K-Means and Optimizing K

hgwelec
hgwelec New Altair Community Member
edited November 5 in Community Q&A
Dear All,

I tried to find something similar in example setups but didn't find something similar.

I am trying to figure out how to perform optimization of K-Means (finding the optimal number of k) through cross-validation. I tried using an XValidation operator but i cannot get it to work. Here is my setup which i wish to change :

<operator name="Root" class="Process" expanded="yes">
    <operator name="CSVExampleSource" class="CSVExampleSource">
        <parameter key="filename" value="/data-binary.csv"/>
        <parameter key="label_name" value="class"/>
    </operator>
    <operator name="CorrelationMatrix" class="CorrelationMatrix">
    </operator>
    <operator name="OperatorChain" class="OperatorChain" expanded="yes">
        <operator name="KMeans" class="KMeans">
            <parameter key="k" value="12"/>
            <parameter key="max_runs" value="50"/>
            <parameter key="max_optimization_steps" value="500"/>
            <parameter key="use_local_random_seed" value="true"/>
            <parameter key="local_random_seed" value="8"/>
        </operator>
        <operator name="ClusterModelWriter" class="ClusterModelWriter">
            <parameter key="cluster_model_file" value="/models/clusterout.clm"/>
        </operator>
        <operator name="ClusterCentroidEvaluator" class="ClusterCentroidEvaluator">
            <parameter key="keep_example_set" value="true"/>
        </operator>
    </operator>
    <operator name="ClusterModelReader" class="ClusterModelReader">
        <parameter key="cluster_model_file" value="/models/clusterout.clm"/>
    </operator>
</operator>

Could someone please help?


Tagged:

Answers

  • land
    land New Altair Community Member
    Hi,
    the problem is, that unsupervised learning can't really do any performance estimation. That's why it's called unsupervised: We simply don't know what's the true solution. So we cannot compare a clustering to another and say: Hey, that's one the true and the other ons is rubbish.
    That's why you are running into problems.
    But there are existing some measures which are heuristics for the goodness of clustering, but keep in mind, that heuristics may lead to non optimal solutions. You can enter these heuristics as you enter performance evaluators of regression and classification.

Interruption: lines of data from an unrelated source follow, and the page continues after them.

impl Grammar {
    /// Assembles a grammar from its raw tables.
    ///
    /// Terminals are interned first (followed by `$`), then the
    /// augmented start symbol and the production left-hand sides. Every
    /// right-hand-side symbol must be a declared terminal or the lhs of
    /// some production. The augmented production `start' -> start` is
    /// added as production 0.
    pub fn new(
        terminals: &[&str],
        precedence: &[(&str, u8, Assoc)],
        start: &str,
        productions: &[(&str, &[&str], Option<&str>)],
    ) -> Result<Grammar, GrammarError> {
        let mut symbols: Interner<SymbolId> = Interner::new();
        for name in terminals {
            symbols.intern(name);
        }
        let eof = symbols.intern("$");
        let terminal_count = symbols.len();

        let augmented_start = symbols.intern(&format!("{start}'"));
        for (lhs, _, _) in productions {
            symbols.intern(lhs);
        }

        let start_sym = symbols.get(start).ok_or_else(|| GrammarError::UndeclaredSymbol {
            lhs: format!("{start}'"),
            symbol: start.to_string(),
        })?;

        let mut prec_table = FxHashMap::default();
        for &(name, level, assoc) in precedence {
            let sym = symbols
                .get(name)
                .filter(|s| s.index() < terminal_count)
                .ok_or_else(|| GrammarError::UnknownPrecTerminal(name.to_string()))?;
            prec_table.insert(sym, Prec { level, assoc });
        }

        let mut prods: IndexVec<ProdId, Production> = IndexVec::with_capacity(productions.len() + 1);
        let mut by_lhs: FxHashMap<SymbolId, Vec<ProdId>> = FxHashMap::default();

        let push = |prods: &mut IndexVec<ProdId, Production>,
                        by_lhs: &mut FxHashMap<SymbolId, Vec<ProdId>>,
                        lhs: SymbolId,
                        rhs: Vec<SymbolId>,
                        prec_symbol: Option<SymbolId>| {
            let id = ProdId::from_usize(prods.len());
            prods.push(Production {
                id,
                lhs,
                rhs,
                prec_symbol,
            });
            by_lhs.entry(lhs).or_default().push(id);
        };

        push(
            &mut prods,
            &mut by_lhs,
            augmented_start,
            vec![start_sym],
            None,
        );

        for (lhs_name, rhs_names, prec_name) in productions {
            let lhs = symbols.get(lhs_name).expect("lhs was interned above");
            let rhs = rhs_names
                .iter()
                .map(|name| {
                    symbols.get(name).ok_or_else(|| GrammarError::UndeclaredSymbol {
                        lhs: lhs_name.to_string(),
                        symbol: name.to_string(),
                    })
                })
                .collect::<Result<Vec<_>, _>>()?;
            let prec_symbol = match prec_name {
                Some(name) => Some(symbols.get(name).ok_or_else(|| {
                    GrammarError::UndeclaredSymbol {
                        lhs: lhs_name.to_string(),
                        symbol: name.to_string(),
                    }
                })?),
                None => None,
            };
            push(&mut prods, &mut by_lhs, lhs, rhs, prec_symbol);
        }

        let mut grammar = Grammar {
            symbols,
            terminal_count,
            productions: prods,
            by_lhs,
            precedence: prec_table,
            prod_prec: IndexVec::new(),
            start: start_sym,
            augmented_start,
            eof,
        };
        grammar.prod_prec = grammar.compute_production_precedence();
        Ok(grammar)
    }

    /// Precomputes each production's effective precedence: the explicit
    /// override if present, else the rightmost precedence-bearing
    /// terminal of its rhs, else none.
    fn compute_production_precedence(&self) -> IndexVec<ProdId, Option<Prec>> {
        self.productions
            .iter()
            .map(|production| {
                let symbol = production.prec_symbol.or_else(|| {
                    production
                        .rhs
                        .iter()
                        .rev()
                        .copied()
                        .find(|&s| self.is_terminal(s) && self.precedence.contains_key(&s))
                });
                symbol.and_then(|s| self.precedence.get(&s).copied())
            })
            .collect()
    }

    /// Returns the id for `name`, if declared.
    pub fn symbol(&self, name: &str) -> Option<SymbolId> {
        self.symbols.get(name)
    }

    /// Returns the name of `sym`.
    pub fn name(&self, sym: SymbolId) -> &str {
        self.symbols.resolve(sym)
    }

    /// True if `sym` is a terminal (including `$`).
    pub fn is_terminal(&self, sym: SymbolId) -> bool {
        sym.index() < self.terminal_count
    }

    /// Number of terminals, `$` included.
    pub fn terminal_count(&self) -> usize {
        self.terminal_count
    }

    /// Number of nonterminals, the augmented start included.
    pub fn nonterminal_count(&self) -> usize {
        self.symbols.len() - self.terminal_count
    }

    /// Dense index of a nonterminal within the nonterminal block.
    pub fn nonterminal_index(&self, sym: SymbolId) -> usize {
        debug_assert!(!self.is_terminal(sym));
        sym.index() - self.terminal_count
    }

    /// All terminal ids.
    pub fn terminals(&self) -> impl Iterator<Item = SymbolId> {
        (0..self.terminal_count).map(SymbolId::from_usize)
    }

    /// The production with index `id`.
    pub fn production(&self, id: ProdId) -> &Production {
        &self.productions[id]
    }

    /// All productions in index order.
    pub fn productions(&self) -> impl Iterator<Item = &Production> + '_ {
        self.productions.iter()
    }

    /// Number of productions, the augmented one included.
    pub fn production_count(&self) -> usize {
        self.productions.len()
    }

    /// Productions whose lhs is `sym`.
    pub fn productions_for(&self, sym: SymbolId) -> &[ProdId] {
        self.by_lhs.get(&sym).map(Vec::as_slice).unwrap_or(&[])
    }

    /// The grammar's start symbol (not the augmented one).
    pub fn start(&self) -> SymbolId {
        self.start
    }

    /// The augmented start symbol `start'`.
    pub fn augmented_start(&self) -> SymbolId {
        self.augmented_start
    }

    /// The `$` end-of-input terminal.
    pub fn eof(&self) -> SymbolId {
        self.eof
    }

    /// The precedence of a terminal, if it has one.
    pub fn terminal_prec(&self, sym: SymbolId) -> Option<Prec> {
        self.precedence.get(&sym).copied()
    }

    /// The effective precedence of a production, if it has one.
    pub fn production_prec(&self, id: ProdId) -> Option<Prec> {
        self.prod_prec[id]
    }

    /// Checks closure well-formedness: every nonterminal is reachable
    /// from the start symbol and derives some terminal string.
    ///
    /// (That every rhs symbol is declared is already enforced by
    /// [`Grammar::new`].)
    pub fn validate(&self) -> Result<(), GrammarError> {
        // Reachability from the augmented start.
        let mut reachable: FxHashSet<SymbolId> = FxHashSet::default();
        let mut queue = vec![self.augmented_start];
        reachable.insert(self.augmented_start);
        while let Some(sym) = queue.pop() {
            for &prod in self.productions_for(sym) {
                for &rhs_sym in &self.productions[prod].rhs {
                    if !self.is_terminal(rhs_sym) && reachable.insert(rhs_sym) {
                        queue.push(rhs_sym);
                    }
                }
            }
        }

        // Productivity by fixed point.
        let mut productive: FxHashSet<SymbolId> = FxHashSet::default();
        let mut changed = true;
        while changed {
            changed = false;
            for production in self.productions.iter() {
                if productive.contains(&production.lhs) {
                    continue;
                }
                let all_productive = production
                    .rhs
                    .iter()
                    .all(|&s| self.is_terminal(s) || productive.contains(&s));
                if all_productive {
                    productive.insert(production.lhs);
                    changed = true;
                }
            }
        }

        for (sym, name) in self.symbols.iter() {
            if self.is_terminal(sym) {
                continue;
            }
            if !reachable.contains(&sym) {
                return Err(GrammarError::Unreachable(name.to_string()));
            }
            if !productive.contains(&sym) {
                return Err(GrammarError::Unproductive(name.to_string()));
            }
        }
        Ok(())
    }

    /// Builds the fixed subC grammar.
    pub fn subc() -> Grammar {
        Grammar::new(SUBC_TERMINALS, SUBC_PRECEDENCE, "program", SUBC_PRODUCTIONS)
            .expect("the subC grammar tables are well-formed")
    }
}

    Here's a small sample example for RapidMiner 5.0, that will show you how this works and  that heuristics may fail:
    <?xml version="1.0" encoding="UTF-8" standalone="no"?>
    <process version="5.0">
      <context>
        <input>
          <location/>
        </input>
        <output>
          <location/>
          <location/>
          <location/>
        </output>
        <macros/>
      </context>
      <operator activated="true" class="process" expanded="true" name="Process">
        <process expanded="true" height="296" width="1018">
          <operator activated="true" class="generate_data" expanded="true" height="60" name="Generate Data" width="90" x="45" y="30">
            <parameter key="target_function" value="three ring clusters"/>
            <parameter key="number_examples" value="1000"/>
            <parameter key="number_of_attributes" value="2"/>
          </operator>
          <operator activated="true" class="optimize_parameters_grid" expanded="true" height="94" name="Optimize Parameters (Grid)" width="90" x="204" y="27">
            <list key="parameters">
              <parameter key="Clustering.k" value="[2.0;12;13;linear]"/>
            </list>
            <process expanded="true" height="610" width="1073">
              <operator activated="true" class="x_validation" expanded="true" height="112" name="Validation" width="90" x="246" y="30">
                <description>A cross-validation evaluating a decision tree model.</description>
                <process expanded="true">
                  <operator activated="true" class="k_means" expanded="true" name="Clustering">
                    <parameter key="k" value="10"/>
                  </operator>
                  <connect from_port="training" to_op="Clustering" to_port="example set"/>
                  <connect from_op="Clustering" from_port="cluster model" to_port="model"/>
                  <connect from_op="Clustering" from_port="clustered set" to_port="through 1"/>
                  <portSpacing port="source_training" spacing="0"/>
                  <portSpacing port="sink_model" spacing="0"/>
                  <portSpacing port="sink_through 1" spacing="0"/>
                  <portSpacing port="sink_through 2" spacing="0"/>
                </process>
                <process expanded="true">
                  <operator activated="true" class="cluster_distance_performance" expanded="true" name="Performance"/>
                  <connect from_port="model" to_op="Performance" to_port="cluster model"/>
                  <connect from_port="test set" to_op="Performance" to_port="example set"/>
                  <connect from_op="Performance" from_port="performance" to_port="averagable 1"/>
                  <portSpacing port="source_model" spacing="0"/>
                  <portSpacing port="source_test set" spacing="0"/>
                  <portSpacing port="source_through 1" spacing="0"/>
                  <portSpacing port="source_through 2" spacing="0"/>
                  <portSpacing port="sink_averagable 1" spacing="0"/>
                  <portSpacing port="sink_averagable 2" spacing="0"/>
                </process>
              </operator>
              <connect from_port="input 1" to_op="Validation" to_port="training"/>
              <connect from_op="Validation" from_port="averagable 1" to_port="performance"/>
              <portSpacing port="source_input 1" spacing="0"/>
              <portSpacing port="source_input 2" spacing="0"/>
              <portSpacing port="sink_performance" spacing="0"/>
              <portSpacing port="sink_result 1" spacing="0"/>
            </process>
          </operator>
          <connect from_op="Generate Data" from_port="output" to_op="Optimize Parameters (Grid)" to_port="input 1"/>
          <connect from_op="Optimize Parameters (Grid)" from_port="performance" to_port="result 2"/>
          <connect from_op="Optimize Parameters (Grid)" from_port="parameter" to_port="result 1"/>
          <portSpacing port="source_input 1" spacing="0"/>
          <portSpacing port="sink_result 1" spacing="0"/>
          <portSpacing port="sink_result 2" spacing="0"/>
          <portSpacing port="sink_result 3" spacing="0"/>
        </process>
      </operator>
    </process>

    Greetings,
      Sebastian